Capital expenditure by private companies is showing signs of picking up — a beacon of hope amid the disappointments of rising inflation and interest rates, and elevated commodity prices.Investments are gaining traction because of a combination of deleveraging and increasing capacity utilisation.
This is more evident among listed companies, according to analysts at ICICI Securities.Besides, the leaders of India Inc are showing greater boldness in taking risks — or displaying animal spirits, a term coined by the economist John Maynard Kanes, ICICI Securities said.
The brokerage estimates the combined capex of listed firms and the government will likely double to an estimated Rs 21 trillion-plus in the current financial year from Rs 10-12 trillion level seen over 2015-16 to 2017-18.
Over the past few months, Indian giants such as Reliance, the Adanis, the Aditya Birla group, Arcelor Mittal Nippon Steel, Tata Steel and others that include PSU firms have announced big investment plans.
These are in sectors such as renewable energy, steel, cement, oil pipeline and power.``Over the period 2011-12 to 2020-21, the investment rate in India has been pulled down by private industrial corporates and household investment real estate with their combined share in GFCF (gross fixed capital formation) dropping from 59 per cent to 40 per cent,” the brokerage said.

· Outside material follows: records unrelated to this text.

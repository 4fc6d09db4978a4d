use super::{PatchOp, PatchOperation, Patchable};
use crate::error::{ScimError, ScimResult, ValidationError};
use crate::filter::{ComparisonOperator, parse_filter};
use crate::resource::{Group, GroupMember};

impl Patchable for Group {
    fn apply_operation(&mut self, operation: &PatchOperation) -> ScimResult<()> {
        let path = operation.path.trim();
        match path.to_ascii_lowercase().as_str() {
            "displayname" => self.display_name = operation.string_value()?,
            "externalid" => self.external_id = operation.string_value()?,
            "members" => match operation.op {
                PatchOp::Add => self.add_members(members_value(operation)?),
                PatchOp::Replace => self.members = members_value(operation)?,
                PatchOp::Remove if operation.carries_value() => {
                    for member in members_value(operation)? {
                        self.remove_member(&member.value);
                    }
                }
                PatchOp::Remove => self.members.clear(),
            },
            _ => match member_selector(path) {
                Some(selector) if operation.op == PatchOp::Remove => {
                    let value = selected_member_value(operation, selector)?;
                    self.remove_member(&value);
                }
                _ => return Err(operation.unsupported_path()),
            },
        }
        Ok(())
    }
}

/// Parse and validate the member references an operation carries.
fn members_value(operation: &PatchOperation) -> ScimResult<Vec<GroupMember>> {
    operation
        .list_value::<GroupMember>()?
        .into_iter()
        .map(|member| {
            GroupMember::new(member.value, member.display, member.member_type).map_err(|e| {
                ScimError::from(ValidationError::invalid_patch_value(
                    &operation.path,
                    e.to_string(),
                ))
            })
        })
        .collect()
}

/// The bracketed selector of a `members[...]` path.
fn member_selector(path: &str) -> Option<&str> {
    let prefix = path.get(..8)?;
    if !prefix.eq_ignore_ascii_case("members[") {
        return None;
    }
    path[8..].strip_suffix(']')
}

/// Resolve `value eq "id"` to the member id it selects.
fn selected_member_value(operation: &PatchOperation, selector: &str) -> ScimResult<String> {
    let unsupported = || operation.unsupported_path();

    let conjunctions = parse_filter(selector).map_err(|_| unsupported())?;
    match conjunctions.as_slice() {
        [conjunction] => match conjunction.terms() {
            [term]
                if term.attribute_path.eq_ignore_ascii_case("value")
                    && term.operator == ComparisonOperator::Equals =>
            {
                Ok(term.comparison_value.clone())
            }
            _ => Err(unsupported()),
        },
        _ => Err(unsupported()),
    }
}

However, the latest data for private corporates in the listed space is now showing traction along with evidence of a pick-up in household investments in real estate.Combined government capex (centre and states) rose to Rs 11.1 trillion in 2021-22 and is likely to exceed Rs 14 trillion in 2022-23 (estimated) going by the budget estimate, ICICI Securities said.
Chief economic advisor V. Anantha Nageswaran recently said the government has planned out its capex plans in such a manner so as not to surrender the growth impulse regained after the third wave of the coronavirus.In 2021-22, the government’s capital expenditure was budgeted at Rs 6 lakh crore (trillion), and it managed to spend Rs 5.92 lakh crore.

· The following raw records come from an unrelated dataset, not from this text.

//! Query Performance Benchmarks
//!
//! Measures filter compilation, predicate evaluation and full query
//! execution over growing user populations.

use criterion::{BenchmarkId, Criterion, Throughput, black_box, criterion_group, criterion_main};
use scim_provisioning::filter::{Conjunction, FilterTerm, compile, parse_filter};
use scim_provisioning::patch::{PatchOperation, PatchRequest, apply};
use scim_provisioning::query::{QueryParameters, execute};
use scim_provisioning::resource::{USER_SCHEMA, User};
use serde_json::json;

/// Create a population with a mix of active flags and external ids
fn create_users(count: usize) -> Vec<User> {
    (0..count)
        .map(|i| {
            User::new(format!("user{}@example.com", i))
                .with_display_name(format!("User {}", i))
                .with_external_id(format!("ext-{}", i % 50))
                .with_active(i % 3 != 0)
        })
        .collect()
}

fn sample_filters() -> Vec<Conjunction> {
    vec![
        Conjunction::new(FilterTerm::equals("active", "true"))
            .and(FilterTerm::equals("externalId", "ext-7")),
        Conjunction::new(FilterTerm::equals("userName", "USER42@example.com")),
    ]
}

/// Benchmark turning filter text and terms into predicates
fn bench_filter_compilation(c: &mut Criterion) {
    let mut group = c.benchmark_group("filter_compilation");
    let text = r#"active eq true and externalId eq "ext-7" or userName eq "USER42@example.com""#;
    let filters = sample_filters();

    group.bench_function("parse_text", |b| {
        b.iter(|| black_box(parse_filter(black_box(text))))
    });

    group.bench_function("compile_terms", |b| {
        b.iter(|| black_box(compile::<User>(black_box(&filters))))
    });

    group.finish();
}

/// Benchmark filtered queries with and without pagination
fn bench_query_execution(c: &mut Criterion) {
    let mut group = c.benchmark_group("query_execution");

    for size in [100, 1_000, 10_000].iter() {
        let users = create_users(*size);
        group.throughput(Throughput::Elements(*size as u64));

        let filtered = QueryParameters::new(USER_SCHEMA).with_filters(sample_filters());
        group.bench_with_input(BenchmarkId::new("filtered", size), size, |b, _| {
            b.iter(|| black_box(execute(users.clone(), black_box(&filtered))))
        });

        let paged = QueryParameters::new(USER_SCHEMA)
            .with_filter(Conjunction::new(FilterTerm::equals("active", "true")))
            .with_count(10);
        group.bench_with_input(BenchmarkId::new("paged", size), size, |b, _| {
            b.iter(|| black_box(execute(users.clone(), black_box(&paged))))
        });
    }

    group.finish();
}

/// Benchmark applying a multi-operation patch
fn bench_patch_application(c: &mut Criterion) {
    let mut group = c.benchmark_group("patch_application");
    let user = create_users(1).remove(0);
    let request = PatchRequest::new(vec![
        PatchOperation::replace("active", json!(false)),
        PatchOperation::replace("name.givenName", json!("Barbara")),
        PatchOperation::add("emails", json!([{"value": "b@example.com", "primary": true}])),
    ]);

    group.bench_function("three_operations", |b| {
        b.iter(|| black_box(apply(black_box(&user), black_box(&request))))
    });

    group.finish();
}

criterion_group!(
    benches,
    bench_filter_compilation,
    bench_query_execution,
    bench_patch_application
);
criterion_main!(benches);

The CEA said if the government is able to execute the capital expenditure of Rs 7.5 lakh crore in the current fiscal, ``then that is the biggest real economic intervention’’.
Bankers said while working capital demand from companies remains positive, they are seeking loans to expand their capacities.Latest data from the RBI show bank credit to grow 13.1 per cent year-on-year in the fortnight ended June 3 against 5.7 per cent in the previous year.